◆ **Records for this task**:
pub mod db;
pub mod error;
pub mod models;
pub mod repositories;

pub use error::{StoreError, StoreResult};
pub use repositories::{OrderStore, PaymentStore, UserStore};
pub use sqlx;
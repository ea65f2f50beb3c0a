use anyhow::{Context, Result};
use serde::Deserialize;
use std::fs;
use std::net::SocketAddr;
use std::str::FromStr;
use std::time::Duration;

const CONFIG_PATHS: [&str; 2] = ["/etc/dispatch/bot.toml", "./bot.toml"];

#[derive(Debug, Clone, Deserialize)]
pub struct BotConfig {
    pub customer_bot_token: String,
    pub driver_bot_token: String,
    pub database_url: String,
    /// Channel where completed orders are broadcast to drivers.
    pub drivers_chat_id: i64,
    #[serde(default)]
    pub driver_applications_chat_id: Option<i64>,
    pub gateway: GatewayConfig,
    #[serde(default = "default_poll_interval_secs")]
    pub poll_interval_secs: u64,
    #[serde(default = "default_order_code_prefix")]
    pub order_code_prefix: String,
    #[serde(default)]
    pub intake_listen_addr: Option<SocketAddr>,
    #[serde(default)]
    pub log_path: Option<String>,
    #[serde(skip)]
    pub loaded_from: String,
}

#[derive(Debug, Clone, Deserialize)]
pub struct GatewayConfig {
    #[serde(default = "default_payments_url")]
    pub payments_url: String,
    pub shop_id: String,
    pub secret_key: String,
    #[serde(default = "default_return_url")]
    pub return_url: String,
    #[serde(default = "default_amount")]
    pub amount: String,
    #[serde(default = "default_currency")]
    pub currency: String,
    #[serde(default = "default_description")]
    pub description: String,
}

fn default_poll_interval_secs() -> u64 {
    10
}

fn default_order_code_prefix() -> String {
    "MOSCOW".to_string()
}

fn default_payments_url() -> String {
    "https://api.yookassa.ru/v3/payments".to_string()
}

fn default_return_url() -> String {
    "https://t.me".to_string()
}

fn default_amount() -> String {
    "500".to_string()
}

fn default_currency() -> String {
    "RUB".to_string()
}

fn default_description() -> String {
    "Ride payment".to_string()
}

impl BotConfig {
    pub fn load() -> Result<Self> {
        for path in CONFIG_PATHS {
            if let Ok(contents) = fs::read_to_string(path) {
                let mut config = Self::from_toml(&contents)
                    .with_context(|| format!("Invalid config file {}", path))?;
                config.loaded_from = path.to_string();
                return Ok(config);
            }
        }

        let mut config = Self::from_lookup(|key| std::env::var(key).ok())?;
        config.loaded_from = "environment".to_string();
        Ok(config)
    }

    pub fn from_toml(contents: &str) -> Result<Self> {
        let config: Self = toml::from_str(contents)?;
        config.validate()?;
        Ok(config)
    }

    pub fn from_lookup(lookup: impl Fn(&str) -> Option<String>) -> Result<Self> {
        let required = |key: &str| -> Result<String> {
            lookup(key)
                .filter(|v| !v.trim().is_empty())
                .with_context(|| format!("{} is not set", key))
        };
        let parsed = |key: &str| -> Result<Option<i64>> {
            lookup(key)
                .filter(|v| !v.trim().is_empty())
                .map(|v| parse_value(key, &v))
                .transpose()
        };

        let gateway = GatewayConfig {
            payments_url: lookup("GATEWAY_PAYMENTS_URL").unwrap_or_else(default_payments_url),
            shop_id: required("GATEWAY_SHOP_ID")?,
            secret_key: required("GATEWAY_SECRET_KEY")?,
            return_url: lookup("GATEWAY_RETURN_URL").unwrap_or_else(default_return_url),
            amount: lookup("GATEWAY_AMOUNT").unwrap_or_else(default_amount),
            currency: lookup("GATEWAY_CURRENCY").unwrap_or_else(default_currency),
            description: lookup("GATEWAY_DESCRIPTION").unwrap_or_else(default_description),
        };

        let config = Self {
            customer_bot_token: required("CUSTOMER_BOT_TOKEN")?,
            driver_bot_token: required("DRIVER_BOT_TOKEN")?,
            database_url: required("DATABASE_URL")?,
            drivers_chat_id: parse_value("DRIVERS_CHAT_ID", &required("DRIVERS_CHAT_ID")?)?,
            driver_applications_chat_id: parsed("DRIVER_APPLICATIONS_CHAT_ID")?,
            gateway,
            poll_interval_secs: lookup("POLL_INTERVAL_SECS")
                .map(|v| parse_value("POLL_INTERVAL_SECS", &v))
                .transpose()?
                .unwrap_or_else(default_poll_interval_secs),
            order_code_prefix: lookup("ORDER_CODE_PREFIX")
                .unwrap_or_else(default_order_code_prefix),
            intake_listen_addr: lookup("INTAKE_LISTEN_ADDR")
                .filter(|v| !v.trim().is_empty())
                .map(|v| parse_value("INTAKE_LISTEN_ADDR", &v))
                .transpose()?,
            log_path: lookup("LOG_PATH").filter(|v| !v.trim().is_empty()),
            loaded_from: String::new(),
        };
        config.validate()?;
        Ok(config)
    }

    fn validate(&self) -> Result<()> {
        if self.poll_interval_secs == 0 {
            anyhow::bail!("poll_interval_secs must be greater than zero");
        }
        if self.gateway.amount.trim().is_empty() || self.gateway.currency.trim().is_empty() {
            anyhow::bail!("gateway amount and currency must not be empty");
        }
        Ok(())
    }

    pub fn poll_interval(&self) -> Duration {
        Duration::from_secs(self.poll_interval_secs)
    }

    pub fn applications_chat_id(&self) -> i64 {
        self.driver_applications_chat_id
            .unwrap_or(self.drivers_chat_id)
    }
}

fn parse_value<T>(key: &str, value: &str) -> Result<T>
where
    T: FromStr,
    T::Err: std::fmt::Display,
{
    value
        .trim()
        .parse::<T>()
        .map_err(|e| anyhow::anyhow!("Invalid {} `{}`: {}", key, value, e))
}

◆ **Task brief**: Starting at the first line of the data above, retype each line exactly until you reach the line containing "use std::net::SocketAddr;", and include that line too.

◆ **Solution**:
pub mod db;
pub mod error;
pub mod models;
pub mod repositories;

pub use error::{StoreError, StoreResult};
pub use repositories::{OrderStore, PaymentStore, UserStore};
pub use sqlx;
repository ea65f2f50beb3c0a
use anyhow::{Context, Result};
use serde::Deserialize;
use std::fs;
use std::net::SocketAddr;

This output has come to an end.